**Task to carry out:** Quote each record exactly, please, leaving none out.

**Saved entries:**
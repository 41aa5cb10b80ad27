//! CLI for livefeed
//!
//! Subcommands:
//! - `server`: run the comment feed server
//! - `watch`: connect to a feed and print every snapshot (useful for smoke tests)
//! - `issue-token`: mint a subscriber token signed with the configured secret

use clap::Parser;
use livefeed::auth::JwtAuthenticator;
use livefeed::config::load_config;
use livefeed::context::AppContext;
use livefeed::transport::start_websocket_server;
use livefeed::utils::logging;
use std::sync::Arc;
use tracing::{error, info};

#[derive(Parser)]
#[command(name = "livefeed")]
enum Command {
    /// Start the WebSocket server
    Server,
    /// Watch one template's comment feed
    Watch {
        /// Server URL (default: ws://127.0.0.1:8080)
        #[arg(long, default_value = "ws://127.0.0.1:8080")]
        url: String,
        #[arg(long)]
        template_id: i64,
        /// Optional subscriber token
        #[arg(long)]
        token: Option<String>,
    },
    /// Print a signed subscriber token
    IssueToken {
        #[arg(long)]
        sub: String,
        #[arg(long)]
        admin: bool,
        /// Validity in hours
        #[arg(long, default_value_t = 24)]
        hours: i64,
    },
}

#[tokio::main]
async fn main() {
    dotenvy::dotenv().ok();

    let cmd = Command::parse();

    let result = match cmd {
        Command::Server => run_server().await,
        Command::Watch {
            url,
            template_id,
            token,
        } => {
            logging::init("info");
            run_watch(&url, template_id, token.as_deref()).await
        }
        Command::IssueToken { sub, admin, hours } => issue_token(&sub, admin, hours),
    };

    if let Err(e) = result {
        error!("livefeed failed: {}", e);
        eprintln!("error: {e}");
        std::process::exit(1);
    }
}

async fn run_server() -> Result<(), Box<dyn std::error::Error>> {
    let config = load_config()?;
    logging::init(&config.log.level);

    let addr = config.bind_addr();
    let ctx = Arc::new(AppContext::from_settings(config)?);
    ctx.start();

    tokio::select! {
        res = start_websocket_server(&addr, ctx.clone()) => {
            if let Err(e) = res {
                error!("WebSocket server exited: {}", e);
            }
        }
        _ = tokio::signal::ctrl_c() => {
            info!("Shutdown signal received. Exiting gracefully.");
        }
    }

    ctx.shutdown().await;
    Ok(())
}

async fn run_watch(
    url: &str,
    template_id: i64,
    token: Option<&str>,
) -> Result<(), Box<dyn std::error::Error>> {
    use futures_util::StreamExt;
    use tokio_tungstenite::connect_async;
    use tokio_tungstenite::tungstenite::Message as WsMessage;

    let mut endpoint = url::Url::parse(url)?.join("/comments")?;
    endpoint
        .query_pairs_mut()
        .append_pair("templateId", &template_id.to_string());
    if let Some(token) = token {
        endpoint.query_pairs_mut().append_pair("token", token);
    }

    let (mut ws_stream, _response) = connect_async(endpoint.as_str()).await?;
    info!("Watching template {} on {}", template_id, url);

    while let Some(msg) = ws_stream.next().await {
        match msg? {
            WsMessage::Text(text) => println!("{text}"),
            WsMessage::Close(frame) => {
                if let Some(frame) = frame {
                    println!("closed: {} {}", u16::from(frame.code), frame.reason);
                }
                break;
            }
            _ => {}
        }
    }

    Ok(())
}

fn issue_token(sub: &str, admin: bool, hours: i64) -> Result<(), Box<dyn std::error::Error>> {
    let config = load_config()?;
    let token = JwtAuthenticator::new(&config.server.jwt_secret).issue(
        sub,
        admin,
        chrono::Duration::hours(hours),
    )?;
    println!("{token}");
    Ok(())
}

**Expected answer:**
repository 41aa5cb10b80ad27
//! CLI for livefeed
//!
//! Subcommands:
//! - `server`: run the comment feed server
//! - `watch`: connect to a feed and print every snapshot (useful for smoke tests)
//! - `issue-token`: mint a subscriber token signed with the configured secret

use clap::Parser;
use livefeed::auth::JwtAuthenticator;
use livefeed::config::load_config;
use livefeed::context::AppContext;
use livefeed::transport::start_websocket_server;
use livefeed::utils::logging;
use std::sync::Arc;
use tracing::{error, info};

#[derive(Parser)]
#[command(name = "livefeed")]
enum Command {
    /// Start the WebSocket server
    Server,
    /// Watch one template's comment feed
    Watch {
        /// Server URL (default: ws://127.0.0.1:8080)
        #[arg(long, default_value = "ws://127.0.0.1:8080")]
        url: String,
        #[arg(long)]
        template_id: i64,
        /// Optional subscriber token
        #[arg(long)]
        token: Option<String>,
    },
    /// Print a signed subscriber token
    IssueToken {
        #[arg(long)]
        sub: String,
        #[arg(long)]
        admin: bool,
        /// Validity in hours
        #[arg(long, default_value_t = 24)]
        hours: i64,
    },
}

#[tokio::main]
async fn main() {
    dotenvy::dotenv().ok();

    let cmd = Command::parse();

    let result = match cmd {
        Command::Server => run_server().await,
        Command::Watch {
            url,
            template_id,
            token,
        } => {
            logging::init("info");
            run_watch(&url, template_id, token.as_deref()).await
        }
        Command::IssueToken { sub, admin, hours } => issue_token(&sub, admin, hours),
    };

    if let Err(e) = result {
        error!("livefeed failed: {}", e);
        eprintln!("error: {e}");
        std::process::exit(1);
    }
}

async fn run_server() -> Result<(), Box<dyn std::error::Error>> {
    let config = load_config()?;
    logging::init(&config.log.level);

    let addr = config.bind_addr();
    let ctx = Arc::new(AppContext::from_settings(config)?);
    ctx.start();

    tokio::select! {
        res = start_websocket_server(&addr, ctx.clone()) => {
            if let Err(e) = res {
                error!("WebSocket server exited: {}", e);
            }
        }
        _ = tokio::signal::ctrl_c() => {
            info!("Shutdown signal received. Exiting gracefully.");
        }
    }

    ctx.shutdown().await;
    Ok(())
}

async fn run_watch(
    url: &str,
    template_id: i64,
    token: Option<&str>,
) -> Result<(), Box<dyn std::error::Error>> {
    use futures_util::StreamExt;
    use tokio_tungstenite::connect_async;
    use tokio_tungstenite::tungstenite::Message as WsMessage;

    let mut endpoint = url::Url::parse(url)?.join("/comments")?;
    endpoint
        .query_pairs_mut()
        .append_pair("templateId", &template_id.to_string());
    if let Some(token) = token {
        endpoint.query_pairs_mut().append_pair("token", token);
    }

    let (mut ws_stream, _response) = connect_async(endpoint.as_str()).await?;
    info!("Watching template {} on {}", template_id, url);

    while let Some(msg) = ws_stream.next().await {
        match msg? {
            WsMessage::Text(text) => println!("{text}"),
            WsMessage::Close(frame) => {
                if let Some(frame) = frame {
                    println!("closed: {} {}", u16::from(frame.code), frame.reason);
                }
                break;
            }
            _ => {}
        }
    }

    Ok(())
}

fn issue_token(sub: &str, admin: bool, hours: i64) -> Result<(), Box<dyn std::error::Error>> {
    let config = load_config()?;
    let token = JwtAuthenticator::new(&config.server.jwt_secret).issue(
        sub,
        admin,
        chrono::Duration::hours(hours),
    )?;
    println!("{token}");
    Ok(())
}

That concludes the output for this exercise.